Sunday, July 15, 2012

"The Crisis of Zionism book review

As an outsider (in the sense of not being Jewish and not having ever visited Israel) I can easily be accused of ignorance.  On the other hand we all benefit from understanding what outsiders think even if they are totally wrong.  I grew up thinking of  "Exodus" as one of my favorite movies, however as I got older I became aware that it represented only one viewpoint.  I am now aware of other viewpoints.

Peter Beinart, who I have found in other contexts to be intelligent and objective has more of an insider perspective on Israel and is very concerned.  Peter might be described as a liberal Jew who sees Israel as not treating Palestinians fairly.  Most Jews in the United States seem to vote Democrat, but because they tend to be liberal they also tend to inter-marry more and are losing their Jewish identity.  Other Jews, especially older ones see themselves as victims and view Israel as a possible refuge or at least as a beacon.

The author is concerned that Israel is losing its democracy.  Many Israelis emphasize that they are victims and don't realize that they now have power and are using it to impose hardship on others.  A significant segment of American Jews support the right wing approach which essentially is to keep the Palestinians from having their own state.  Many of those who feel more liberal are gradually losing their identification with Israel.
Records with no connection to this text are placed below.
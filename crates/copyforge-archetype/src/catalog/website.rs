//! Website archetypes
//!
//! Slot fields are `<section>.<leaf>`; every section has `headline`, `body`
//! and `cta`, and the hero also has a `subheadline`.

use copyforge_model::ArtifactKind;

use crate::archetype::{Archetype, ArchetypeMeta, Branching, SectionSpec, SlotTemplate};

const HERO: SectionSpec = SectionSpec {
    name: "hero",
    title: "Hero",
    layout: "Full-width hero: headline and subheadline left, supporting image right, primary button above the fold.",
};

const CLOSING: SectionSpec = SectionSpec {
    name: "closing",
    title: "Closing Call to Action",
    layout: "Centered band on a contrasting background with one button and no competing links.",
};

pub(crate) const WEBSITES: &[Archetype] = &[
    Archetype {
        id: "website.authority",
        kind: ArtifactKind::WebsiteSection,
        name: "Authority",
        version: 1,
        branching: Branching::PerField,
        meta: ArchetypeMeta::Website {
            sections: &[
                HERO,
                SectionSpec {
                    name: "credentials",
                    title: "Credentials",
                    layout: "Three-column grid of credentials, each with an icon and a one-line proof point.",
                },
                SectionSpec {
                    name: "proof",
                    title: "Proof",
                    layout: "Testimonial carousel above a strip of client logos.",
                },
                CLOSING,
            ],
        },
        slots: &[
            SlotTemplate::baseline("hero.headline", "Expertise {{profile.targetAudience}} can rely on"),
            SlotTemplate::baseline(
                "hero.subheadline",
                "{{profile.name}} brings {{profile.uniqueValue}} to every project.",
            ),
            SlotTemplate::baseline(
                "hero.body",
                "{{profile.productOrService}} built on proven methods and delivered by specialists who know {{profile.industry}} inside out.",
            ),
            SlotTemplate::baseline("hero.cta", "Book a Consultation"),
            SlotTemplate::baseline("credentials.headline", "Why {{profile.targetAudience}} trust {{profile.name}}"),
            SlotTemplate::enriched(
                "credentials.body",
                "Proven processes and transparent reporting, backed by {{profile.uniqueValue}}. Every engagement is measured against your goals.",
                "While {{insight.topPerformers}} rely on reputation, {{profile.name}} backs every promise with {{profile.uniqueValue}}.",
            ),
            SlotTemplate::baseline("credentials.cta", "See Our Approach"),
            SlotTemplate::enriched(
                "proof.headline",
                "Results that speak for themselves",
                "Clients beat the {{insight.successMetrics}} industry conversion benchmark",
            ),
            SlotTemplate::baseline(
                "proof.body",
                "Join {{number.customers}}+ clients who chose {{profile.name}} for {{profile.productOrService}}.",
            ),
            SlotTemplate::baseline("proof.cta", "Read Case Studies"),
            SlotTemplate::baseline("closing.headline", "Ready to work with specialists?"),
            SlotTemplate::baseline(
                "closing.body",
                "Talk to {{profile.name}} today and get a clear plan for {{profile.objectives}}.",
            ),
            SlotTemplate::baseline("closing.cta", "Get Started"),
        ],
    },
    Archetype {
        id: "website.problem-solution",
        kind: ArtifactKind::WebsiteSection,
        name: "Problem-Solution",
        version: 1,
        branching: Branching::AllOrNothing,
        meta: ArchetypeMeta::Website {
            sections: &[
                HERO,
                SectionSpec {
                    name: "problem",
                    title: "The Problem",
                    layout: "Narrow text column with a bold pull quote describing the pain.",
                },
                SectionSpec {
                    name: "solution",
                    title: "The Solution",
                    layout: "Split layout: product screenshot left, three benefit bullets right.",
                },
                CLOSING,
            ],
        },
        slots: &[
            SlotTemplate::baseline("hero.headline", "Stop settling for less than {{profile.uniqueValue}}"),
            SlotTemplate::baseline(
                "hero.subheadline",
                "{{profile.name}} helps {{profile.targetAudience}} fix what's holding them back.",
            ),
            SlotTemplate::baseline(
                "hero.body",
                "{{profile.productOrService}} designed around the problems you actually have.",
            ),
            SlotTemplate::baseline("hero.cta", "Fix It Now"),
            SlotTemplate::enriched(
                "problem.headline",
                "The problem nobody talks about",
                "{{insight.marketGaps}} is costing you more than you think",
            ),
            SlotTemplate::enriched(
                "problem.body",
                "{{profile.targetAudience}} lose time and money to workarounds that never quite work.",
                "Most providers ignore {{insight.marketGaps}}. {{profile.targetAudience}} pay for it every single day.",
            ),
            SlotTemplate::baseline("problem.cta", "See the Fix"),
            SlotTemplate::baseline("solution.headline", "How {{profile.name}} solves it"),
            SlotTemplate::baseline(
                "solution.body",
                "{{profile.productOrService}} with {{profile.uniqueValue}}, so you can focus on {{profile.objectives}}.",
            ),
            SlotTemplate::baseline("solution.cta", "Explore the Solution"),
            SlotTemplate::baseline("closing.headline", "Your problem, solved"),
            SlotTemplate::baseline(
                "closing.body",
                "Join {{number.customers}}+ {{profile.targetAudience}} who stopped struggling.",
            ),
            SlotTemplate::baseline("closing.cta", "Get Started Today"),
        ],
    },
    Archetype {
        id: "website.transformation",
        kind: ArtifactKind::WebsiteSection,
        name: "Transformation",
        version: 1,
        branching: Branching::PerField,
        meta: ArchetypeMeta::Website {
            sections: &[
                HERO,
                SectionSpec {
                    name: "before-after",
                    title: "Before and After",
                    layout: "Two contrasting cards side by side, muted 'before' and vivid 'after'.",
                },
                SectionSpec {
                    name: "journey",
                    title: "The Journey",
                    layout: "Horizontal three-step timeline with numbered markers.",
                },
                CLOSING,
            ],
        },
        slots: &[
            SlotTemplate::baseline("hero.headline", "Where you are is not where you have to stay"),
            SlotTemplate::baseline(
                "hero.subheadline",
                "{{profile.name}} guides {{profile.targetAudience}} from stuck to thriving.",
            ),
            SlotTemplate::baseline(
                "hero.body",
                "With {{profile.productOrService}} and {{profile.uniqueValue}}, the next chapter starts now.",
            ),
            SlotTemplate::baseline("hero.cta", "Begin Your Journey"),
            SlotTemplate::baseline("before-after.headline", "Before and after {{profile.name}}"),
            SlotTemplate::enriched(
                "before-after.body",
                "Before: scattered efforts and slow progress. After: focused work toward {{profile.objectives}}.",
                "Before: {{insight.marketGaps}}. After: {{profile.uniqueValue}} and steady progress toward {{profile.objectives}}.",
            ),
            SlotTemplate::baseline("before-after.cta", "See the Difference"),
            SlotTemplate::baseline("journey.headline", "Your path in three steps"),
            SlotTemplate::baseline(
                "journey.body",
                "Share your goals, get a tailored plan, then watch results build week after week.",
            ),
            SlotTemplate::baseline("journey.cta", "Map My Path"),
            SlotTemplate::baseline("closing.headline", "Your transformation starts today"),
            SlotTemplate::enriched(
                "closing.body",
                "{{number.percent}}% of clients see measurable progress in their first month.",
                "Turn {{insight.commonEmotions}} into progress. {{number.percent}}% of clients see results in their first month.",
            ),
            SlotTemplate::baseline("closing.cta", "Start Now"),
        ],
    },
    Archetype {
        id: "website.premium",
        kind: ArtifactKind::WebsiteSection,
        name: "Premium/Exclusive",
        version: 1,
        branching: Branching::AllOrNothing,
        meta: ArchetypeMeta::Website {
            sections: &[
                HERO,
                SectionSpec {
                    name: "craft",
                    title: "The Craft",
                    layout: "Generous whitespace, large photography and a single short paragraph.",
                },
                SectionSpec {
                    name: "invitation",
                    title: "The Invitation",
                    layout: "Minimal application form on a dark background.",
                },
            ],
        },
        slots: &[
            SlotTemplate::baseline("hero.headline", "Not for everyone. Made for {{profile.targetAudience}}."),
            SlotTemplate::baseline(
                "hero.subheadline",
                "{{profile.name}} offers {{profile.productOrService}} to a select few.",
            ),
            SlotTemplate::baseline(
                "hero.body",
                "Every detail is considered and every client is known by name. That is what {{profile.uniqueValue}} looks like.",
            ),
            SlotTemplate::baseline("hero.cta", "Request Access"),
            SlotTemplate::baseline("craft.headline", "Crafted without compromise"),
            SlotTemplate::enriched(
                "craft.body",
                "We limit how many clients we take so each one receives {{profile.uniqueValue}}.",
                "Where {{insight.topPerformers}} scale by cutting corners, {{profile.name}} stays small on purpose and delivers {{profile.uniqueValue}}.",
            ),
            SlotTemplate::baseline("craft.cta", "Discover the Craft"),
            SlotTemplate::baseline("invitation.headline", "Membership is by invitation"),
            SlotTemplate::baseline(
                "invitation.body",
                "Availability for {{profile.timeline}} is limited. Reserve your place with {{profile.name}}.",
            ),
            SlotTemplate::baseline("invitation.cta", "Apply Now"),
        ],
    },
    Archetype {
        id: "website.community",
        kind: ArtifactKind::WebsiteSection,
        name: "Community",
        version: 1,
        branching: Branching::PerField,
        meta: ArchetypeMeta::Website {
            sections: &[
                HERO,
                SectionSpec {
                    name: "belonging",
                    title: "Belonging",
                    layout: "Photo mosaic of members with a short overlay headline.",
                },
                SectionSpec {
                    name: "stories",
                    title: "Member Stories",
                    layout: "Three story cards with avatar, quote and outcome.",
                },
                CLOSING,
            ],
        },
        slots: &[
            SlotTemplate::baseline("hero.headline", "Where {{profile.targetAudience}} grow together"),
            SlotTemplate::baseline(
                "hero.subheadline",
                "Join the {{profile.name}} community and never build alone.",
            ),
            SlotTemplate::baseline(
                "hero.body",
                "{{profile.productOrService}} plus a network of peers who share your goals.",
            ),
            SlotTemplate::baseline("hero.cta", "Join the Community"),
            SlotTemplate::enriched(
                "belonging.headline",
                "You're not alone in this",
                "Turn {{insight.commonEmotions}} into momentum, together",
            ),
            SlotTemplate::baseline(
                "belonging.body",
                "Members swap ideas, wins and lessons every day, so nobody has to figure it out alone.",
            ),
            SlotTemplate::baseline("belonging.cta", "Meet the Members"),
            SlotTemplate::baseline("stories.headline", "Stories from the community"),
            SlotTemplate::baseline(
                "stories.body",
                "{{number.customers}}+ members have used {{profile.uniqueValue}} to move toward {{profile.objectives}}.",
            ),
            SlotTemplate::baseline("stories.cta", "Read Their Stories"),
            SlotTemplate::baseline("closing.headline", "Your seat is waiting"),
            SlotTemplate::baseline(
                "closing.body",
                "Membership includes {{profile.productOrService}} and {{profile.uniqueValue}}.",
            ),
            SlotTemplate::baseline("closing.cta", "Join Now"),
        ],
    },
];
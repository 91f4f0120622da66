//! Artifact kinds and their small enumerations

use std::fmt::{self, Display, Formatter};
use std::str::FromStr;

use serde::{Deserialize, Serialize};

use crate::error::ModelError;

/// Kind of marketing artifact
#[derive(Debug, Clone, Copy, PartialEq, Eq, PartialOrd, Ord, Hash, Serialize, Deserialize)]
#[serde(rename_all = "kebab-case")]
pub enum ArtifactKind {
    /// Paid social/search ads
    Ad,
    /// Website page sections
    WebsiteSection,
    /// Email sequence
    Email,
    /// Organic social posts
    SocialPost,
    /// Sales call and outreach scripts
    SalesScript,
}

impl ArtifactKind {
    /// Every kind, in presentation order
    pub const ALL: [ArtifactKind; 5] = [
        Self::Ad,
        Self::WebsiteSection,
        Self::Email,
        Self::SocialPost,
        Self::SalesScript,
    ];

    /// Canonical wire name
    #[must_use]
    pub const fn as_str(self) -> &'static str {
        match self {
            Self::Ad => "ad",
            Self::WebsiteSection => "website-section",
            Self::Email => "email",
            Self::SocialPost => "social-post",
            Self::SalesScript => "sales-script",
        }
    }

    /// Short slug used in file names
    #[must_use]
    pub const fn slug(self) -> &'static str {
        match self {
            Self::Ad => "ads",
            Self::WebsiteSection => "site",
            Self::Email => "emails",
            Self::SocialPost => "social",
            Self::SalesScript => "sales-scripts",
        }
    }

    /// Human-readable label
    #[must_use]
    pub const fn label(self) -> &'static str {
        match self {
            Self::Ad => "Ad",
            Self::WebsiteSection => "Website",
            Self::Email => "Email",
            Self::SocialPost => "Social Post",
            Self::SalesScript => "Sales Script",
        }
    }
}

impl Display for ArtifactKind {
    fn fmt(&self, f: &mut Formatter<'_>) -> fmt::Result {
        f.write_str(self.as_str())
    }
}

impl FromStr for ArtifactKind {
    type Err = ModelError;

    fn from_str(s: &str) -> Result<Self, Self::Err> {
        match s.trim().to_ascii_lowercase().replace('_', "-").as_str() {
            "ad" | "ads" => Ok(Self::Ad),
            "website" | "website-section" | "site" | "web" => Ok(Self::WebsiteSection),
            "email" | "emails" | "email-sequence" => Ok(Self::Email),
            "social" | "social-post" | "social-posts" => Ok(Self::SocialPost),
            "sales" | "sales-script" | "sales-scripts" => Ok(Self::SalesScript),
            _ => Err(ModelError::UnknownKind(s.to_string())),
        }
    }
}

/// Ad placement platform
#[derive(Debug, Clone, Copy, PartialEq, Eq, PartialOrd, Ord, Hash, Default, Serialize, Deserialize)]
#[serde(rename_all = "lowercase")]
pub enum AdPlatform {
    /// Facebook feed
    #[default]
    Facebook,
    /// Instagram feed and stories
    Instagram,
    /// Google search
    Google,
    /// LinkedIn sponsored content
    Linkedin,
    /// TikTok in-feed
    Tiktok,
}

impl AdPlatform {
    /// Every platform
    pub const ALL: [AdPlatform; 5] = [
        Self::Facebook,
        Self::Instagram,
        Self::Google,
        Self::Linkedin,
        Self::Tiktok,
    ];

    /// Wire name
    #[must_use]
    pub const fn as_str(self) -> &'static str {
        match self {
            Self::Facebook => "facebook",
            Self::Instagram => "instagram",
            Self::Google => "google",
            Self::Linkedin => "linkedin",
            Self::Tiktok => "tiktok",
        }
    }
}

impl Display for AdPlatform {
    fn fmt(&self, f: &mut Formatter<'_>) -> fmt::Result {
        f.write_str(self.as_str())
    }
}

impl FromStr for AdPlatform {
    type Err = ModelError;

    fn from_str(s: &str) -> Result<Self, Self::Err> {
        let lowered = s.trim().to_ascii_lowercase();
        Self::ALL
            .into_iter()
            .find(|p| p.as_str() == lowered)
            .ok_or_else(|| ModelError::UnknownField(s.to_string()))
    }
}

/// Delivery channel of a sales script
#[derive(Debug, Clone, Copy, PartialEq, Eq, PartialOrd, Ord, Hash, Serialize, Deserialize)]
#[serde(rename_all = "camelCase")]
pub enum ScriptChannel {
    /// Spoken, real-time conversation
    LiveCall,
    /// Written or recorded, read later
    AsyncMessage,
}

impl ScriptChannel {
    /// Human-readable label
    #[must_use]
    pub const fn label(self) -> &'static str {
        match self {
            Self::LiveCall => "Live Call Scripts",
            Self::AsyncMessage => "Async Message Scripts",
        }
    }
}

#[cfg(test)]
mod tests {
    use super::*;

    #[test]
    fn kind_aliases() {
        assert_eq!("ads".parse::<ArtifactKind>().unwrap(), ArtifactKind::Ad);
        assert_eq!("Website".parse::<ArtifactKind>().unwrap(), ArtifactKind::WebsiteSection);
        assert_eq!("social_post".parse::<ArtifactKind>().unwrap(), ArtifactKind::SocialPost);
        assert!(matches!(
            "podcast".parse::<ArtifactKind>(),
            Err(ModelError::UnknownKind(name)) if name == "podcast"
        ));
    }

    #[test]
    fn kind_wire_names_parse_back() {
        for kind in ArtifactKind::ALL {
            assert_eq!(kind.as_str().parse::<ArtifactKind>().unwrap(), kind);
            let json = serde_json::to_string(&kind).unwrap();
            assert_eq!(json, format!("\"{}\"", kind.as_str()));
        }
    }

    #[test]
    fn platform_parse() {
        assert_eq!("Facebook".parse::<AdPlatform>().unwrap(), AdPlatform::Facebook);
        assert!("myspace".parse::<AdPlatform>().is_err());
        assert_eq!(AdPlatform::default(), AdPlatform::Facebook);
    }
}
Beinart is concerned that the current Israeli government is turning the world against Israel.  Including the occupied lands Palestinians are likely to become more populous in the near future and this will force a difficult choice.  Will Israel remain Jewish and will it also remain a democracy?

Barack Obama has a personal perspective on Jews which surprised me.  One of his early mentors was Arnold Jacob Wolf who believed Israel and American Jewish organizations had to be democratic and felt Jews should de-emphasize victim-hood.   Some liberal Jews were closely tied to Obama's education and to his political rise.  Obama spent part of his upbringing amongst Muslims and is well read on their perspective.  Beinhart thinks Obama was out maneuvered by Netanyahu and sees danger.

Benjamin Netanyahu  has a different vision for Israel and its role in the world. He sees the Palestinians as an obstacle to Israeli and Jewish security.  The settlements in the west bank are seen as a necessary and desirable move although Palestinians and many others see them as a threat to peace. There is a feeling amongst some hard liners that Jordan was taken away from them.

Evangelicals, particularly in the United States have an influence on the dynamics.  They believe Christ will come back, but only while Israel is ruled by Jews.  Several years ago at one  of my jobs I had my eyes opened by a fellow worker who I respected that the second coming was moving forward and would take place in Israel.

It is all very scary, but I believe Peter Beinart has a valid perspective that should be seriously considered.